23

We've recently migrated our Windows network to use DFS for shared files. DFS is working well, except for one annoying problem: users experience a significant delay when they try to access a DFS namespace that they have not accessed for some time. I have tried to troubleshoot the issue but have not had any success so far, and I was hoping someone here may have some pointers to help resolve the problem.

Firstly, some background on our network:

The network uses a Windows 2008 functional level Active Directory domain with two Windows 2008 DCs and two DNS servers (one on each of the DCs). The network is DNS only - no WINS. All computers are located at the same site and connected by Gigabit Ethernet. We have approximately 20 Domain-based DFS namespaces in Windows 2008 mode, and each DFS namespace has two Windows 2008 DFS namespace servers (the same two servers for all namespaces).

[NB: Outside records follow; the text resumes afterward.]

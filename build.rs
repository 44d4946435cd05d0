use std::io::Result;

fn main() -> Result<()> {
    println!("cargo:rerun-if-changed=build.rs");
    println!("cargo:rerun-if-changed=protos");

    // Vendored protoc keeps the build independent of a system installation
    let protoc_path = protoc_bin_vendored::protoc_bin_path()
        .map_err(|e| std::io::Error::new(std::io::ErrorKind::NotFound, e.to_string()))?;
    std::env::set_var("PROTOC", protoc_path);
    let well_known = protoc_bin_vendored::include_path()
        .map_err(|e| std::io::Error::new(std::io::ErrorKind::NotFound, e.to_string()))?;

    tonic_build::configure()
        .build_server(true)
        .build_client(true)
        .compile_protos(
            &[
                "protos/containerd/events/events.proto",
                "protos/containerd/events/container.proto",
                "protos/containerd/events/image.proto",
                "protos/containerd/events/task.proto",
            ],
            &[std::path::PathBuf::from("protos"), well_known],
        )?;
    Ok(())
}
//! Streaming call engine
//!
//! `BaseRequest` drives exactly one server-streaming call: it opens the
//! channel, submits the call and pumps the completion queue, moving every
//! received message into the output buffer until the final status arrives or
//! the consumer asks it to stop.

use std::sync::Arc;
use std::time::Duration;
use tracing::{debug, info, instrument, warn};
use uuid::Uuid;

use super::channel;
use super::completion_queue::{CompletionEvent, CompletionQueue, NextStatus, ReadOutcome, RequestTag};
use super::output::{OutputBuffer, OutputHandle};
use super::reader::{ClientAsyncReader, ClientContext};
use super::traits::{CallResult, RpcFactory, StreamingRpc};
use crate::config::ClientConfig;
use crate::{Error, Result};

/// Phase of the call
#[derive(Debug, Clone, Copy, PartialEq, Eq)]
pub enum CallState {
    /// Nothing submitted yet
    Idle,
    /// Waiting for the call to be established
    CallSubmitted,
    /// Reading streamed messages
    Reading,
    /// Stream ended, waiting for the final status
    Draining,
    /// Cancellation requested, waiting for outstanding operations
    Aborting,
    /// Loop exited
    Finished,
}

/// Engine for one server-streaming call
pub struct BaseRequest<R: StreamingRpc> {
    id: Uuid,
    rpc_factory: RpcFactory<R>,
    request: Option<R::Request>,
    address: String,
    poll_interval: Duration,
    state: CallState,
    abort_requested: bool,
    read_failure: Option<tonic::Status>,
    final_status: Option<tonic::Status>,
}

impl<R: StreamingRpc> std::fmt::Debug for BaseRequest<R> {
    fn fmt(&self, f: &mut std::fmt::Formatter<'_>) -> std::fmt::Result {
        f.debug_struct("BaseRequest")
            .field("id", &self.id)
            .field("address", &self.address)
            .field("state", &self.state)
            .field("abort_requested", &self.abort_requested)
            .finish()
    }
}

impl<R: StreamingRpc> BaseRequest<R> {
    /// Create an engine for one call of the method bound by `rpc_factory`
    pub fn new(rpc_factory: RpcFactory<R>, request: R::Request, config: &ClientConfig) -> Self {
        Self {
            id: Uuid::new_v4(),
            rpc_factory,
            request: Some(request),
            address: config.address.clone(),
            poll_interval: config.poll_interval,
            state: CallState::Idle,
            abort_requested: false,
            read_failure: None,
            final_status: None,
        }
    }

    /// Run one call on a dedicated background thread
    ///
    /// Returns as soon as the thread is started; the call's items and final
    /// status show up in the returned handle.
    pub fn create(
        config: &ClientConfig,
        rpc_factory: RpcFactory<R>,
        request: R::Request,
    ) -> Result<OutputHandle<R::Response>> {
        let engine = Self::new(rpc_factory, request, config);
        let buffer = Arc::new(OutputBuffer::new());
        let worker_buffer = Arc::clone(&buffer);

        let name = format!("events-rpc-{}", &engine.id.simple().to_string()[..8]);
        let worker = std::thread::Builder::new().name(name).spawn(move || {
            let status = match tokio::runtime::Builder::new_current_thread()
                .enable_all()
                .build()
            {
                Ok(runtime) => runtime.block_on(engine.execute(&worker_buffer)),
                Err(e) => Err(Error::Io(e)),
            };
            worker_buffer.set_status(status);
        })?;

        Ok(OutputHandle::new(buffer, worker))
    }

    /// Current phase of the call
    pub fn state(&self) -> CallState {
        self.state
    }

    fn transition(&mut self, next: CallState) {
        if self.state != next {
            debug!(from = ?self.state, to = ?next, "Call state changed");
            self.state = next;
        }
    }

    /// Drive the call to completion, feeding `output`
    ///
    /// Items received before a failure stay in the buffer.
    #[instrument(skip(self, output), fields(call_id = %self.id, address = %self.address))]
    pub async fn execute(mut self, output: &OutputBuffer<R::Response>) -> CallResult {
        let request = self
            .request
            .take()
            .ok_or_else(|| Error::internal("request already submitted"))?;

        let channel = channel::create_channel(&self.address)?;
        let rpc = (self.rpc_factory)(channel);

        let context = ClientContext::new();
        let (mut queue, sender) = CompletionQueue::new();
        let reader = ClientAsyncReader::spawn(rpc, request, context.clone(), sender);

        reader.start_call()?;
        self.transition(CallState::CallSubmitted);
        info!("Streaming call submitted");

        loop {
            if output.terminate_requested() && !self.abort_requested {
                info!("Termination requested, cancelling call");
                context.try_cancel();
                self.abort_requested = true;
                self.transition(CallState::Aborting);
            }

            match queue.async_next(self.poll_interval).await {
                NextStatus::Shutdown => {
                    warn!("Completion queue shut down");
                    self.abort_requested = true;
                    break;
                }
                NextStatus::Timeout => continue,
                NextStatus::GotEvent(event) => {
                    let tag = event.tag();
                    self.process_next_event(event, &reader, output)?;

                    if tag == RequestTag::Finish {
                        break;
                    }
                }
            }
        }

        self.transition(CallState::Finished);
        let result = self.outcome();
        match &result {
            Ok(()) => info!("Streaming call completed"),
            Err(e) if e.is_aborted() => info!("Streaming call aborted"),
            Err(e) => warn!("Streaming call failed: {}", e),
        }
        result
    }

    fn process_next_event(
        &mut self,
        event: CompletionEvent<R::Response>,
        reader: &ClientAsyncReader,
        output: &OutputBuffer<R::Response>,
    ) -> Result<()> {
        match event {
            CompletionEvent::StartCall(Err(status)) => {
                if self.abort_requested {
                    return Err(Error::Aborted);
                }
                Err(Error::initialization_failed(status.message()))
            }
            CompletionEvent::StartCall(Ok(())) => {
                if !self.abort_requested {
                    self.transition(CallState::Reading);
                }
                self.issue(reader.read())
            }
            CompletionEvent::Read(ReadOutcome::Item(item)) => {
                output.add_data(item);
                self.issue(reader.read())
            }
            CompletionEvent::Read(ReadOutcome::EndOfStream) => {
                debug!("End of stream");
                self.enter_draining();
                self.issue(reader.finish())
            }
            CompletionEvent::Read(ReadOutcome::Failed(status)) => {
                if !self.abort_requested {
                    warn!("Read failed: {}", status);
                    self.read_failure = Some(status);
                }
                self.enter_draining();
                self.issue(reader.finish())
            }
            CompletionEvent::Finish(status) => {
                debug!(code = ?status.code(), "Final status received");
                self.final_status = Some(status);
                Ok(())
            }
        }
    }

    fn enter_draining(&mut self) {
        if !self.abort_requested {
            self.transition(CallState::Draining);
        }
    }

    // A reader that went away shuts the queue down, which the loop reports
    fn issue(&self, issued: Result<()>) -> Result<()> {
        if let Err(e) = issued {
            warn!("{}", e);
        }
        Ok(())
    }

    fn outcome(&mut self) -> CallResult {
        if self.abort_requested {
            return Err(Error::Aborted);
        }

        if let Some(status) = self.read_failure.take() {
            return Err(Error::stream_interrupted(status));
        }

        match self.final_status.take() {
            Some(status) if status.code() == tonic::Code::Ok => Ok(()),
            Some(status) => Err(Error::rpc(status)),
            None => Err(Error::internal("call finished without a final status")),
        }
    }
}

All namespace servers are in FQDN mode and all folder targets are specified using their FQDN. All computers are up-to-date with Service Packs and patches.

The actual folder targets (i.e. the SMB shares our DFS folders point to) are scattered across several file and application servers, all running Windows 2008 bar two application servers which run Windows 2003 R2, with no replication setup at all (e.g. all DFS folders currently only have one folder target).

Some more detail on the problem:

The namespace access delay is generally 1 - 10 seconds long and seems to occur when a particular computer has not accessed the requested namespace for approximately five minutes or more.

For example, if the user has not accessed \\domain.name\namespace1\ for more than five minutes and attempts to access \\domain.name\namespace1\ via Windows Explorer, the Explorer window will freeze for 1 - 10 seconds before finally resuming and displaying the folders that exist in \\domain.name\namespace1. If they then close the Explorer window and attempt to access \\domain.name\namespace1\ again within five minutes the contents will be displayed almost instantly - if they wait longer than five minutes it will go through the 1 - 10 second pause again.

Once "inside" the namespace everything is nice and snappy, it's just the initial connection to the namespace that is slow.

The browsing delays seem to affect all variants of Windows that we use (Windows 2008 x64 SP2, Windows 2003 R2 x86 SP2, Windows XP Pro x86 SP3) - it is possibly a bit worse in Windows XP / 2003 than in Windows 2008, but I'm not sure if the difference isn't just psychological.

Accessing the underlying folder targets directly exhibits no delay at all - i.e. if the SMB shares pointed to by DFS are accessed directly (bypassing DFS) then there is no pause.

During trouble-shooting I noticed that the "Cache duration" for all of our DFS roots is set to 300 seconds - 5 minutes. Given that this is the same amount of time required to trigger the pause I assume that this caching is somehow related, although I am unsure exactly what is cached on the client and hence what needs to be looked up again after 5 minutes have elapsed.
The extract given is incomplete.